╭─ SOURCE DATA
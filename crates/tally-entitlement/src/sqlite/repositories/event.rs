//! Event repository: the append-only entitlement log.
//!
//! Rows are never deleted. Superseding an event clears `is_active`;
//! repair moves events to a new `active_version`. Timelines are read in
//! `(effective_date, record_id)` order, so ties keep insertion order.

use chrono::{DateTime, Utc};
use rusqlite::{Connection, OptionalExtension, params};
use tally_core::{BundleId, CallContext, EventId, SubscriptionId, TenantContext};
use uuid::Uuid;

use crate::errors::{EntitlementError, Result};
use crate::sqlite::row_types::{instant, json, to_millis};
use crate::types::EntitlementEvent;

const COLUMNS: &str = "e.id, e.subscription_id, e.effective_date, e.processed_date, \
                       e.requested_date, e.active_version, e.is_active, e.record_id, e.payload";

/// Who appended an event, and why.
#[derive(Clone, Debug, PartialEq, Eq)]
pub struct EventAudit {
    /// Correlation token of the write.
    pub user_token: Option<Uuid>,
    /// Initiator of the write.
    pub created_by: String,
    /// Reason given with the write, if any.
    pub reason: Option<String>,
}

/// Event repository, stateless.
pub struct EventRepo;

impl EventRepo {
    /// Append an event and return its record id.
    ///
    /// Fails with [`EntitlementError::DuplicateId`] if the id is taken.
    pub fn insert(
        conn: &Connection,
        event: &EntitlementEvent,
        ctx: &CallContext,
        now: DateTime<Utc>,
    ) -> Result<i64> {
        let payload = serde_json::to_string(&event.payload)?;
        let inserted = conn.execute(
            "INSERT INTO subscription_events (id, subscription_id, event_type, plan_name,
                                              phase_name, payload, effective_date,
                                              processed_date, requested_date, active_version,
                                              is_active, user_token, created_by, reason,
                                              created_date, updated_date, account_record_id,
                                              tenant_record_id)
             VALUES (?1, ?2, ?3, ?4, ?5, ?6, ?7, ?8, ?9, ?10, ?11, ?12, ?13, ?14,
                     ?15, ?15, ?16, ?17)",
            params![
                event.id.as_str(),
                event.subscription_id.as_str(),
                event.event_type().as_str(),
                event.payload.plan(),
                event.payload.phase(),
                payload,
                to_millis(event.effective_date),
                to_millis(event.processed_date),
                to_millis(event.requested_date),
                event.active_version,
                event.is_active,
                ctx.user_token.to_string(),
                ctx.created_by,
                ctx.reason,
                to_millis(now),
                ctx.tenant.account_record_id,
                ctx.tenant.tenant_record_id,
            ],
        );
        match inserted {
            Ok(_) => Ok(conn.last_insert_rowid()),
            Err(rusqlite::Error::SqliteFailure(err, _))
                if err.extended_code == rusqlite::ffi::SQLITE_CONSTRAINT_UNIQUE =>
            {
                Err(EntitlementError::DuplicateId(event.id.to_string()))
            }
            Err(e) => Err(e.into()),
        }
    }

    /// Event by id, active or not.
    pub fn get_by_id(
        conn: &Connection,
        id: &EventId,
        tenant: &TenantContext,
    ) -> Result<Option<EntitlementEvent>> {
        let row = conn
            .query_row(
                &format!(
                    "SELECT {COLUMNS} FROM subscription_events e
                     WHERE e.id = ?1 AND e.tenant_record_id = ?2"
                ),
                params![id.as_str(), tenant.tenant_record_id],
                Self::map_row,
            )
            .optional()?;
        Ok(row)
    }

    /// Audit columns of an event.
    pub fn audit(
        conn: &Connection,
        id: &EventId,
        tenant: &TenantContext,
    ) -> Result<Option<EventAudit>> {
        let row = conn
            .query_row(
                "SELECT user_token, created_by, reason FROM subscription_events
                 WHERE id = ?1 AND tenant_record_id = ?2",
                params![id.as_str(), tenant.tenant_record_id],
                |row| {
                    let token: Option<String> = row.get(0)?;
                    Ok(EventAudit {
                        user_token: token.and_then(|t| Uuid::parse_str(&t).ok()),
                        created_by: row.get(1)?,
                        reason: row.get(2)?,
                    })
                },
            )
            .optional()?;
        Ok(row)
    }

    /// Every event of a subscription (active and inactive, all versions),
    /// ordered by effective date then insertion.
    pub fn timeline(
        conn: &Connection,
        subscription_id: &SubscriptionId,
        tenant: &TenantContext,
    ) -> Result<Vec<EntitlementEvent>> {
        let mut stmt = conn.prepare(&format!(
            "SELECT {COLUMNS} FROM subscription_events e
             WHERE e.subscription_id = ?1 AND e.tenant_record_id = ?2
             ORDER BY e.effective_date ASC, e.record_id ASC"
        ))?;
        let rows = stmt
            .query_map(
                params![subscription_id.as_str(), tenant.tenant_record_id],
                Self::map_row,
            )?
            .collect::<rusqlite::Result<Vec<_>>>()?;
        Ok(rows)
    }

    /// Active events at the subscription's current version that take effect
    /// strictly after `now`, in timeline order.
    pub fn active_future(
        conn: &Connection,
        subscription_id: &SubscriptionId,
        now: DateTime<Utc>,
        tenant: &TenantContext,
    ) -> Result<Vec<EntitlementEvent>> {
        let mut stmt = conn.prepare(&format!(
            "SELECT {COLUMNS} FROM subscription_events e
             JOIN subscriptions s ON s.id = e.subscription_id
                                 AND s.active_version = e.active_version
             WHERE e.subscription_id = ?1 AND e.tenant_record_id = ?2
               AND e.is_active = 1 AND e.effective_date > ?3
             ORDER BY e.effective_date ASC, e.record_id ASC"
        ))?;
        let rows = stmt
            .query_map(
                params![subscription_id.as_str(), tenant.tenant_record_id, to_millis(now)],
                Self::map_row,
            )?
            .collect::<rusqlite::Result<Vec<_>>>()?;
        Ok(rows)
    }

    /// Every event of every subscription in a bundle, grouped by subscription
    /// insertion order and then timeline order.
    pub fn list_for_bundle(
        conn: &Connection,
        bundle_id: &BundleId,
        tenant: &TenantContext,
    ) -> Result<Vec<EntitlementEvent>> {
        let mut stmt = conn.prepare(&format!(
            "SELECT {COLUMNS} FROM subscription_events e
             JOIN subscriptions s ON s.id = e.subscription_id
             WHERE s.bundle_id = ?1 AND e.tenant_record_id = ?2
             ORDER BY s.record_id ASC, e.effective_date ASC, e.record_id ASC"
        ))?;
        let rows = stmt
            .query_map(params![bundle_id.as_str(), tenant.tenant_record_id], Self::map_row)?
            .collect::<rusqlite::Result<Vec<_>>>()?;
        Ok(rows)
    }

    /// Clear the active flag. Returns `false` if the event was already
    /// inactive or does not exist.
    pub fn deactivate(
        conn: &Connection,
        id: &EventId,
        now: DateTime<Utc>,
        tenant: &TenantContext,
    ) -> Result<bool> {
        let changed = conn.execute(
            "UPDATE subscription_events SET is_active = 0, updated_date = ?1
             WHERE id = ?2 AND tenant_record_id = ?3 AND is_active = 1",
            params![to_millis(now), id.as_str(), tenant.tenant_record_id],
        )?;
        Ok(changed > 0)
    }

    /// Move an event to `active_version`. Returns whether it exists.
    pub fn update_version(
        conn: &Connection,
        id: &EventId,
        active_version: i64,
        now: DateTime<Utc>,
        tenant: &TenantContext,
    ) -> Result<bool> {
        let changed = conn.execute(
            "UPDATE subscription_events SET active_version = ?1, updated_date = ?2
             WHERE id = ?3 AND tenant_record_id = ?4",
            params![active_version, to_millis(now), id.as_str(), tenant.tenant_record_id],
        )?;
        Ok(changed > 0)
    }

    fn map_row(row: &rusqlite::Row<'_>) -> rusqlite::Result<EntitlementEvent> {
        Ok(EntitlementEvent {
            id: EventId::from_string(row.get(0)?),
            subscription_id: SubscriptionId::from_string(row.get(1)?),
            effective_date: instant(row, 2)?,
            processed_date: instant(row, 3)?,
            requested_date: instant(row, 4)?,
            active_version: row.get(5)?,
            is_active: row.get(6)?,
            record_id: Some(row.get(7)?),
            payload: json(row, 8)?,
        })
    }
}

#[cfg(test)]
mod tests {
    use super::*;
    use crate::sqlite::repositories::test_support::{at, bundle, ctx, setup, subscription};
    use crate::types::{EventPayload, EventType, ProductCategory, SubscriptionData};
    use assert_matches::assert_matches;

    fn event(
        sub: &SubscriptionData,
        id: &str,
        effective: DateTime<Utc>,
        payload: EventPayload,
    ) -> EntitlementEvent {
        EntitlementEvent {
            id: EventId::from(id),
            subscription_id: sub.id.clone(),
            effective_date: effective,
            processed_date: at(2021, 1, 1),
            requested_date: at(2021, 1, 1),
            active_version: sub.active_version,
            is_active: true,
            record_id: None,
            payload,
        }
    }

    fn create() -> EventPayload {
        EventPayload::Create {
            plan: "silver".into(),
            phase: "trial".into(),
        }
    }

    #[test]
    fn insert_and_get() {
        let conn = setup();
        let b = bundle(&conn, "k");
        let sub = subscription(&conn, &b, ProductCategory::Base);
        let e = event(&sub, "evt-1", at(2021, 1, 1), create());

        let record_id = EventRepo::insert(&conn, &e, &ctx(), at(2021, 1, 1)).unwrap();
        let loaded = EventRepo::get_by_id(&conn, &e.id, &ctx().tenant).unwrap().unwrap();
        assert_eq!(loaded.record_id, Some(record_id));
        assert_eq!(loaded.payload, e.payload);
        assert_eq!(loaded.event_type(), EventType::Create);
    }

    #[test]
    fn audit_records_token_and_reason() {
        let conn = setup();
        let b = bundle(&conn, "k");
        let sub = subscription(&conn, &b, ProductCategory::Base);
        let e = event(&sub, "evt-1", at(2021, 1, 1), create());
        let call = ctx().with_reason("catalog fix");

        let _ = EventRepo::insert(&conn, &e, &call, at(2021, 1, 1)).unwrap();
        let audit = EventRepo::audit(&conn, &e.id, &call.tenant).unwrap().unwrap();
        assert_eq!(audit.user_token, Some(call.user_token));
        assert_eq!(audit.created_by, call.created_by);
        assert_eq!(audit.reason.as_deref(), Some("catalog fix"));
        assert!(EventRepo::audit(&conn, &EventId::from("nope"), &call.tenant).unwrap().is_none());
    }

    #[test]
    fn duplicate_id_is_rejected() {
        let conn = setup();
        let b = bundle(&conn, "k");
        let sub = subscription(&conn, &b, ProductCategory::Base);
        let e = event(&sub, "evt-1", at(2021, 1, 1), create());
        let _ = EventRepo::insert(&conn, &e, &ctx(), at(2021, 1, 1)).unwrap();

        let err = EventRepo::insert(&conn, &e, &ctx(), at(2021, 1, 1)).unwrap_err();
        assert_matches!(err, EntitlementError::DuplicateId(id) if id == "evt-1");
    }

    #[test]
    fn timeline_orders_by_effective_then_insertion() {
        let conn = setup();
        let b = bundle(&conn, "k");
        let sub = subscription(&conn, &b, ProductCategory::Base);
        for (id, when) in [
            ("late", at(2021, 6, 1)),
            ("tie-a", at(2021, 3, 1)),
            ("early", at(2021, 1, 1)),
            ("tie-b", at(2021, 3, 1)),
        ] {
            let e = event(&sub, id, when, EventPayload::Phase { phase: id.into() });
            let _ = EventRepo::insert(&conn, &e, &ctx(), at(2021, 1, 1)).unwrap();
        }

        let ids: Vec<String> = EventRepo::timeline(&conn, &sub.id, &ctx().tenant)
            .unwrap()
            .into_iter()
            .map(|e| e.id.into_inner())
            .collect();
        assert_eq!(ids, vec!["early", "tie-a", "tie-b", "late"]);
    }

    #[test]
    fn active_future_skips_past_inactive_and_stale_versions() {
        let conn = setup();
        let tenant = ctx().tenant;
        let b = bundle(&conn, "k");
        let sub = subscription(&conn, &b, ProductCategory::Base);

        let past = event(&sub, "past", at(2021, 1, 1), create());
        let evergreen = EventPayload::Phase {
            phase: "evergreen".into(),
        };
        let future = event(&sub, "future", at(2021, 6, 1), evergreen);
        let inactive = event(&sub, "inactive", at(2021, 7, 1), EventPayload::Cancel);
        let mut stale = event(&sub, "stale", at(2021, 8, 1), EventPayload::Cancel);
        stale.active_version = 0;
        for e in [&past, &future, &inactive, &stale] {
            let _ = EventRepo::insert(&conn, e, &ctx(), at(2021, 1, 1)).unwrap();
        }
        assert!(EventRepo::deactivate(&conn, &inactive.id, at(2021, 2, 1), &tenant).unwrap());

        let pending = EventRepo::active_future(&conn, &sub.id, at(2021, 2, 1), &tenant).unwrap();
        assert_eq!(pending.len(), 1);
        assert_eq!(pending[0].id, future.id);

        assert_eq!(EventRepo::timeline(&conn, &sub.id, &tenant).unwrap().len(), 4);
    }

    #[test]
    fn deactivate_is_idempotent() {
        let conn = setup();
        let tenant = ctx().tenant;
        let b = bundle(&conn, "k");
        let sub = subscription(&conn, &b, ProductCategory::Base);
        let e = event(&sub, "evt", at(2021, 6, 1), EventPayload::Cancel);
        let _ = EventRepo::insert(&conn, &e, &ctx(), at(2021, 1, 1)).unwrap();

        assert!(EventRepo::deactivate(&conn, &e.id, at(2021, 2, 1), &tenant).unwrap());
        assert!(!EventRepo::deactivate(&conn, &e.id, at(2021, 2, 2), &tenant).unwrap());
        let loaded = EventRepo::get_by_id(&conn, &e.id, &tenant).unwrap().unwrap();
        assert!(!loaded.is_active);
    }

    #[test]
    fn update_version_moves_event() {
        let conn = setup();
        let tenant = ctx().tenant;
        let b = bundle(&conn, "k");
        let sub = subscription(&conn, &b, ProductCategory::Base);
        let e = event(&sub, "evt", at(2021, 1, 1), create());
        let _ = EventRepo::insert(&conn, &e, &ctx(), at(2021, 1, 1)).unwrap();

        assert!(EventRepo::update_version(&conn, &e.id, 2, at(2021, 2, 1), &tenant).unwrap());
        let loaded = EventRepo::get_by_id(&conn, &e.id, &tenant).unwrap().unwrap();
        assert_eq!(loaded.active_version, 2);
    }

    #[test]
    fn list_for_bundle_groups_by_subscription() {
        let conn = setup();
        let b = bundle(&conn, "k");
        let base = subscription(&conn, &b, ProductCategory::Base);
        let addon = subscription(&conn, &b, ProductCategory::AddOn);
        for e in [
            event(&addon, "a1", at(2021, 1, 1), create()),
            event(&base, "b1", at(2021, 2, 1), create()),
        ] {
            let _ = EventRepo::insert(&conn, &e, &ctx(), at(2021, 1, 1)).unwrap();
        }

        let ids: Vec<String> = EventRepo::list_for_bundle(&conn, &b.id, &ctx().tenant)
            .unwrap()
            .into_iter()
            .map(|e| e.id.into_inner())
            .collect();
        assert_eq!(ids, vec!["b1", "a1"]);
    }
}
╰─
> [ACTION ITEM]: Your answer should be each line of the data that contains the word "params", copied as it stands.

> [TASK RESPONSE]:
use rusqlite::{Connection, OptionalExtension, params};
            params![
                params![id.as_str(), tenant.tenant_record_id],
                params![id.as_str(), tenant.tenant_record_id],
                params![subscription_id.as_str(), tenant.tenant_record_id],
                params![subscription_id.as_str(), tenant.tenant_record_id, to_millis(now)],
            .query_map(params![bundle_id.as_str(), tenant.tenant_record_id], Self::map_row)?
            params![to_millis(now), id.as_str(), tenant.tenant_record_id],
            params![active_version, to_millis(now), id.as_str(), tenant.tenant_record_id],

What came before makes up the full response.